正式なドキュメントは英語版であり、この日本語訳はAI支援翻訳により作成された参考用のものです。日本語訳の一部の内容は人間によるレビューがまだ行われていないため、翻訳のタイミングにより英語版との間に差異が生じることがあります。最新かつ正確な情報については、英語版をご参照ください。

SAST False Positive Detection

  • Tier: Ultimate
  • Add-on: GitLab Duo Core, Pro, or Enterprise
  • Offering: GitLab.com, GitLab Self-Managed, GitLab Dedicated
  • Status: Beta

When a SAST (Static Application Security Testing) scan runs, GitLab Duo automatically analyzes each Critical and High severity SAST vulnerabilities to determine the likelihood that it’s a false positive. Detection is available for vulnerabilities from GitLab-supported SAST analyzers.

The GitLab Duo assessment includes:

  • Confidence score: A numerical score indicating the likelihood that the finding is a false positive.
  • Explanation: Contextual reasoning about why the finding may or may not be a true positive, based on code context and vulnerability characteristics.
  • Visual indicator: A badge in the vulnerability report showing the false positive assessment.

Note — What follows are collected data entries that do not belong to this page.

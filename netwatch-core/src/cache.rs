//! Rolling-window smoothing for noisy per-second readings.

use std::collections::{BTreeMap, VecDeque};

use netwatch_types::DimensionKey;

use crate::units::round_to;

/// Default number of readings kept per smoothed key.
pub const DEFAULT_WINDOW: usize = 3;

/// Fixed-capacity rolling buffer of recent absolute values per selected key.
///
/// Only keys chosen at construction are tracked; everything else passed to
/// [`ingest`](Self::ingest) is ignored. Owned by a single coordinator, which
/// is the only writer.
#[derive(Debug, Clone)]
pub struct SmoothingCache {
    capacity: usize,
    windows: BTreeMap<DimensionKey, VecDeque<f64>>,
}

impl SmoothingCache {
    /// Create a cache for the given keys holding at most `capacity` readings each.
    ///
    /// A capacity of zero is treated as one.
    pub fn new(keys: impl IntoIterator<Item = DimensionKey>, capacity: usize) -> Self {
        let capacity = capacity.max(1);
        let windows = keys
            .into_iter()
            .map(|key| (key, VecDeque::with_capacity(capacity)))
            .collect();
        Self { capacity, windows }
    }

    /// Maximum readings kept per key.
    pub fn capacity(&self) -> usize {
        self.capacity
    }

    /// Check whether a key was selected for smoothing.
    pub fn is_selected(&self, key: &DimensionKey) -> bool {
        self.windows.contains_key(key)
    }

    /// Iterate over the selected keys.
    pub fn keys(&self) -> impl Iterator<Item = &DimensionKey> {
        self.windows.keys()
    }

    /// Record a reading for a key.
    ///
    /// Stores `abs(value)`, evicting the oldest reading when full. Returns
    /// `false` (and stores nothing) for unselected keys and non-finite values.
    pub fn ingest(&mut self, key: &DimensionKey, value: f64) -> bool {
        if !value.is_finite() {
            return false;
        }
        let Some(window) = self.windows.get_mut(key) else {
            return false;
        };

        window.push_back(value.abs());
        while window.len() > self.capacity {
            window.pop_front();
        }
        true
    }

    /// Mean of the current window rounded to 2 decimals.
    ///
    /// Returns `None` for unselected keys and for keys never seeded.
    pub fn read(&self, key: &DimensionKey) -> Option<f64> {
        let window = self.windows.get(key)?;
        if window.is_empty() {
            return None;
        }
        let mean = window.iter().sum::<f64>() / window.len() as f64;
        Some(round_to(mean, 2))
    }

    /// Number of readings currently held for a key.
    pub fn window_len(&self, key: &DimensionKey) -> usize {
        self.windows.get(key).map_or(0, VecDeque::len)
    }

    /// Current smoothed reading of every seeded key.
    pub fn readings(&self) -> BTreeMap<DimensionKey, f64> {
        self.windows
            .keys()
            .filter_map(|key| self.read(key).map(|v| (key.clone(), v)))
            .collect()
    }
}
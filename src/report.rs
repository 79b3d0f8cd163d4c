//! Plain-text sensor table printed in run mode.

use std::fmt::Write;

use crate::app::App;

const NAME_WIDTH: usize = 40;
const VALUE_WIDTH: usize = 14;

/// Render every host's sensors as a table.
pub fn render(app: &App) -> String {
    let mut out = String::new();

    for host in app.hosts() {
        let id = host.id();
        match app.state(&id) {
            Some(state) => {
                let _ = writeln!(
                    out,
                    "{} [{}] {} ({} cycles, {} failed)",
                    host.spec.name, id, state.status, state.cycles, state.failures
                );
                if let Some(err) = &state.last_error {
                    let _ = writeln!(out, "  last error: {}", err);
                }
            }
            None => {
                let _ = writeln!(out, "{} [{}] stopped", host.spec.name, id);
            }
        }

        for sensor in &host.sensors {
            let info = sensor.info();
            let _ = writeln!(
                out,
                "  {:<name$} {:>value$} {}",
                info.name,
                info.value.to_string(),
                info.unit.as_deref().unwrap_or(""),
                name = NAME_WIDTH,
                value = VALUE_WIDTH,
            );
        }
    }

    for failed in app.failed() {
        let _ = writeln!(
            out,
            "{} [{}] not running: {}",
            failed.name, failed.id, failed.error
        );
    }

    out
}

The detection runs automatically after each security scan with no manual triggering required.

Results are based on AI analysis and should be reviewed by security professionals. The feature requires GitLab Duo with an active subscription.

Automatic detection

False positive detection runs automatically when:

  • A SAST security scan completes successfully on the default branch.
  • The scan detects Critical or High severity vulnerabilities.
  • GitLab Duo features are enabled for the project.

The analysis happens in the background and results appear in the vulnerability report once processing is complete.

Manual trigger

You can manually trigger false positive detection for existing vulnerabilities:

  1. On the left sidebar, select Search or go to and find your project. If you’ve turned on the new navigation, this field is on the top bar.
  2. Select Secure > Vulnerability report.
  3. Select the vulnerability you want to analyze.
  4. In the upper-right corner, select Check for false positive to trigger false positive detection.

The GitLab Duo analysis runs and results are displayed on the vulnerability details page.

Configuration

To use false positive detection, you must have:

  • A GitLab Duo add-on subscription (GitLab Duo Core, Pro, or Enterprise).
  • GitLab Duo enabled in your project or group.
  • Use Duo SAST False Positive Detection enabled for your project in Settings > General > GitLab Duo.
  • GitLab 18.7 or later.

No additional configuration is required. The feature works automatically with your existing SAST scanners.

Confidence scores

The confidence score estimates how likely the GitLab Duo assessment is to be correct:

  • Likely false positive (80-100%): GitLab Duo is highly confident that the finding is a false positive.
  • Possible false positive (60-79%): GitLab Duo has reasonable confidence that the finding may be a false positive but recommends manual review.
  • Likely not a false positive (<60%): GitLab Duo is not confident that the finding is a false positive. Manual review is strongly recommended before you dismiss the vulnerability.

Dismissing false positives

When the GitLab Duo analysis identifies a vulnerability as a false positive, you have two options:

Option 1: Dismiss the vulnerability

  1. On the top bar, select Search or go to and find your project.
  2. Select Secure > Vulnerability report.
  3. Select the vulnerability you want to dismiss.
  4. Select Change status.
  5. From the Status dropdown list, select Dismissed.
  6. From the Set dismissal reason dropdown list, select False positive.
  7. In the Add a comment input, provide context about why you’re dismissing it as a false positive.
  8. Select Change status.

The vulnerability is marked as dismissed and does not appear in future scans unless it is reintroduced.

Option 2: Remove the false positive flag

If you want to remove the false positive assessment and keep the vulnerability:

  1. On the top bar, select Search or go to and find your project.
  2. Select Secure > Vulnerability report.
  3. Locate the vulnerability with the false positive flag.
  4. Hover over the false positive badge on the vulnerability.
  5. Select Remove False Positive Flag.

The false positive flag is removed and the FP confidence score reverts to 0. The vulnerability remains in the report and can be re-evaluated in future scans.

Providing feedback

False positive detection is a beta feature and we welcome your feedback. If you encounter issues or have suggestions for improvement, please provide feedback in issue 583697.